Turns out, that last specialty is a good thing to have on board. The mission, we learn after a few introductory minutes of scene-setting technical jargon, is to check out Martian soil samples, which are reported to contain a history-making microscopic organism. This is such good news that children on Earth hold a contest to name the unicellular passenger. For the rest of the film, it's referred to as Calvin.
The name grows increasingly incongruous over the course of events that, in the skillful hands of Swedish director Daniel Espinosa (Child 44), accelerate into the most imaginative, terrifying sci-fi thrillride since Alien. You just know Bakare's character is way too trusting when he reaches his protective gloves into the lab and gets all touchy-feely with the innocent-looking thing in the petri dish and it bends to meet his finger. And then extends cute little tentacles to clutch it. Aww. Then, in an instant, wraps itself around his hand like a blood pressure cuff from hell and squeezes it to a bloody pulp. Good thing the scientist didn't leave a surgical knife where Calvin could grab it and slice his way out of those gloves. Oops.

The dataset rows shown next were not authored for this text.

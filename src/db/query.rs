//! Query Scope Module
//!
//! A small query description that caller scopes narrow before the repository
//! renders it to SQL. Placeholders in filter fragments are written as `?` and
//! rendered as positional `$n` parameters, which both the Postgres and SQLite
//! drivers accept.

use std::fmt::Write as _;

use chrono::{DateTime, Utc};
use uuid::Uuid;

use crate::error::{DbError, DbResult};

// == Column Value ==
/// A bindable column value.
#[derive(Debug, Clone, PartialEq)]
pub enum Value {
    Null,
    Int(i64),
    Float(f64),
    Text(String),
}

impl Value {
    pub fn is_null(&self) -> bool {
        matches!(self, Value::Null)
    }
}

impl From<i64> for Value {
    fn from(v: i64) -> Self {
        Value::Int(v)
    }
}

impl From<i32> for Value {
    fn from(v: i32) -> Self {
        Value::Int(i64::from(v))
    }
}

impl From<u32> for Value {
    fn from(v: u32) -> Self {
        Value::Int(i64::from(v))
    }
}

impl From<bool> for Value {
    fn from(v: bool) -> Self {
        Value::Int(i64::from(v))
    }
}

impl From<f64> for Value {
    fn from(v: f64) -> Self {
        Value::Float(v)
    }
}

impl From<String> for Value {
    fn from(v: String) -> Self {
        Value::Text(v)
    }
}

impl From<&str> for Value {
    fn from(v: &str) -> Self {
        Value::Text(v.to_string())
    }
}

impl From<Uuid> for Value {
    fn from(v: Uuid) -> Self {
        Value::Text(v.to_string())
    }
}

/// Timestamps are stored as Unix milliseconds.
impl From<DateTime<Utc>> for Value {
    fn from(v: DateTime<Utc>) -> Self {
        Value::Int(v.timestamp_millis())
    }
}

impl<T: Into<Value>> From<Option<T>> for Value {
    fn from(v: Option<T>) -> Self {
        v.map_or(Value::Null, Into::into)
    }
}

// == Ordering ==
#[derive(Debug, Clone, Copy, PartialEq, Eq)]
pub enum Order {
    Asc,
    Desc,
}

impl Order {
    fn as_sql(self) -> &'static str {
        match self {
            Order::Asc => "ASC",
            Order::Desc => "DESC",
        }
    }
}

#[derive(Debug, Clone, PartialEq)]
struct Condition {
    clause: String,
    args: Vec<Value>,
    /// Column spliced into `clause` by `eq`, checked on render.
    column: Option<String>,
}

// == Query ==
/// Query shape that scopes transform. Conditions are ANDed in insertion order.
#[derive(Debug, Clone, Default, PartialEq)]
pub struct Query {
    table: Option<String>,
    conditions: Vec<Condition>,
    order: Vec<(String, Order)>,
    limit: Option<i64>,
    offset: Option<i64>,
    with_deleted: bool,
}

impl Query {
    /// An unfiltered query over the entity's own table.
    pub fn new() -> Self {
        Self::default()
    }

    /// Adds a raw condition. Every `?` in `clause` consumes one of `args`.
    pub fn filter<I>(mut self, clause: impl Into<String>, args: I) -> Self
    where
        I: IntoIterator,
        I::Item: Into<Value>,
    {
        self.conditions.push(Condition {
            clause: clause.into(),
            args: args.into_iter().map(Into::into).collect(),
            column: None,
        });
        self
    }

    /// Adds `column = value`. `column` must be a plain identifier.
    pub fn eq(mut self, column: &str, value: impl Into<Value>) -> Self {
        self.conditions.push(Condition {
            clause: format!("{column} = ?"),
            args: vec![value.into()],
            column: Some(column.to_string()),
        });
        self
    }

    pub fn order_by(mut self, column: impl Into<String>, order: Order) -> Self {
        self.order.push((column.into(), order));
        self
    }

    pub fn limit(mut self, limit: i64) -> Self {
        self.limit = Some(limit);
        self
    }

    pub fn offset(mut self, offset: i64) -> Self {
        self.offset = Some(offset);
        self
    }

    /// Runs the statement against `table` instead of the entity's own table.
    pub fn table(mut self, table: impl Into<String>) -> Self {
        self.table = Some(table.into());
        self
    }

    /// Includes soft-deleted rows.
    pub fn with_deleted(mut self) -> Self {
        self.with_deleted = true;
        self
    }

    pub fn includes_deleted(&self) -> bool {
        self.with_deleted
    }

    /// Resolves the target table, falling back to `default`.
    pub(crate) fn table_or<'a>(&'a self, default: &'a str) -> DbResult<&'a str> {
        let table = self.table.as_deref().unwrap_or(default);
        if is_identifier(table) {
            Ok(table)
        } else {
            Err(DbError::Query(format!("invalid table name: {table:?}")))
        }
    }
}

// == Scope ==
/// A caller-supplied query transformation.
pub type Scope = Box<dyn Fn(Query) -> Query + Send + Sync>;

/// Boxes a closure as a [`Scope`].
pub fn scope<F>(f: F) -> Scope
where
    F: Fn(Query) -> Query + Send + Sync + 'static,
{
    Box::new(f)
}

/// Applies scopes left to right.
pub fn apply_scopes(query: Query, scopes: &[Scope]) -> Query {
    scopes.iter().fold(query, |query, scope| scope(query))
}

/// Storage-addressable name: non-empty ASCII alphanumerics, `_` and `.`.
pub(crate) fn is_identifier(name: &str) -> bool {
    !name.is_empty()
        && name
            .chars()
            .all(|c| c.is_ascii_alphanumeric() || c == '_' || c == '.')
        && !name.starts_with(|c: char| c.is_ascii_digit())
}

// == SQL Builder ==
/// Accumulates SQL text and its positional arguments.
#[derive(Debug, Default)]
pub(crate) struct SqlBuilder {
    sql: String,
    args: Vec<Value>,
}

impl SqlBuilder {
    pub fn new(sql: impl Into<String>) -> Self {
        Self {
            sql: sql.into(),
            args: Vec::new(),
        }
    }

    pub fn push(&mut self, sql: &str) -> &mut Self {
        self.sql.push_str(sql);
        self
    }

    pub fn push_bind(&mut self, value: Value) -> &mut Self {
        self.args.push(value);
        let _ = write!(self.sql, "${}", self.args.len());
        self
    }

    /// Pushes `clause`, replacing each `?` with the next bound argument.
    fn push_fragment(&mut self, clause: &str, args: &[Value]) -> DbResult<()> {
        let placeholders = clause.matches('?').count();
        if placeholders != args.len() {
            return Err(DbError::Query(format!(
                "condition {clause:?} has {placeholders} placeholders but {} arguments",
                args.len()
            )));
        }

        let mut args = args.iter();
        for (i, part) in clause.split('?').enumerate() {
            if i > 0 {
                if let Some(arg) = args.next() {
                    self.push_bind(arg.clone());
                }
            }
            self.sql.push_str(part);
        }
        Ok(())
    }

    /// Renders the WHERE clause: scope conditions, then `extra`, then the
    /// soft-delete filter when it applies.
    pub fn push_where(
        &mut self,
        query: &Query,
        soft_delete: bool,
        extra: Option<(&str, Value)>,
    ) -> DbResult<()> {
        let mut first = true;
        let mut and = |builder: &mut Self| {
            builder.push(if first { " WHERE " } else { " AND " });
            first = false;
        };

        for condition in &query.conditions {
            if let Some(column) = condition.column.as_deref().filter(|c| !is_identifier(c)) {
                return Err(DbError::Query(format!("invalid filter column: {column:?}")));
            }
            and(self);
            self.push("(");
            self.push_fragment(&condition.clause, &condition.args)?;
            self.push(")");
        }

        if let Some((column, value)) = extra {
            and(self);
            self.push(column).push(" = ").push_bind(value);
        }

        if soft_delete && !query.with_deleted {
            and(self);
            self.push("deleted_at IS NULL");
        }

        Ok(())
    }

    /// Renders ORDER BY, LIMIT and OFFSET.
    pub fn push_tail(&mut self, query: &Query) -> DbResult<()> {
        for (i, (column, order)) in query.order.iter().enumerate() {
            if !is_identifier(column) {
                return Err(DbError::Query(format!("invalid order column: {column:?}")));
            }
            self.push(if i == 0 { " ORDER BY " } else { ", " });
            self.push(column).push(" ").push(order.as_sql());
        }

        if let Some(limit) = query.limit {
            let _ = write!(self.sql, " LIMIT {}", limit.max(0));
        }
        if let Some(offset) = query.offset {
            let _ = write!(self.sql, " OFFSET {}", offset.max(0));
        }

        Ok(())
    }

    pub fn finish(self) -> (String, Vec<Value>) {
        (self.sql, self.args)
    }
}

/// Binds `Value`s onto a sqlx query, query_as or query_scalar.
macro_rules! bind_values {
    ($query:expr, $args:expr) => {{
        let mut query = $query;
        for value in $args {
            query = match value {
                $crate::db::Value::Null => query.bind(None::<String>),
                $crate::db::Value::Int(v) => query.bind(v),
                $crate::db::Value::Float(v) => query.bind(v),
                $crate::db::Value::Text(v) => query.bind(v),
            };
        }
        query
    }};
}

pub(crate) use bind_values;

Lots of dumb mistakes are made over the next hour and a half. That's how horror movies work. Characters have to go into the basement. But Espinosa doesn't make any mistakes, and neither does Calvin. The angry amoeba is unstoppable, growing ever larger, faster and smarter. It seems determined to take down its keepers and confiscate their ship. If an Oscar were given for most creative kill, Life would be a lock. The picture is a symphony of breathtaking visuals, courtesy of cinematographer Seamus McGarvey (Nocturnal Animals), and breathless, relentlessly inventive action.
The final act ranks with movie history's most mind-blowing. Don't let anyone ruin it for you. Just make it your mission not to miss this instant creature-feature classic. It's so good, you can only marvel that, in this day and age, a studio green-lit this big-budget movie. And you have to wonder what this cinematic sorcerer will do for his next trick, in which he'll reteam with Gyllenhaal for the true story of an international team fighting an even more threatening foe: ISIS. Given what Espinosa has achieved with science fiction, can you imagine what he'll make out of real life?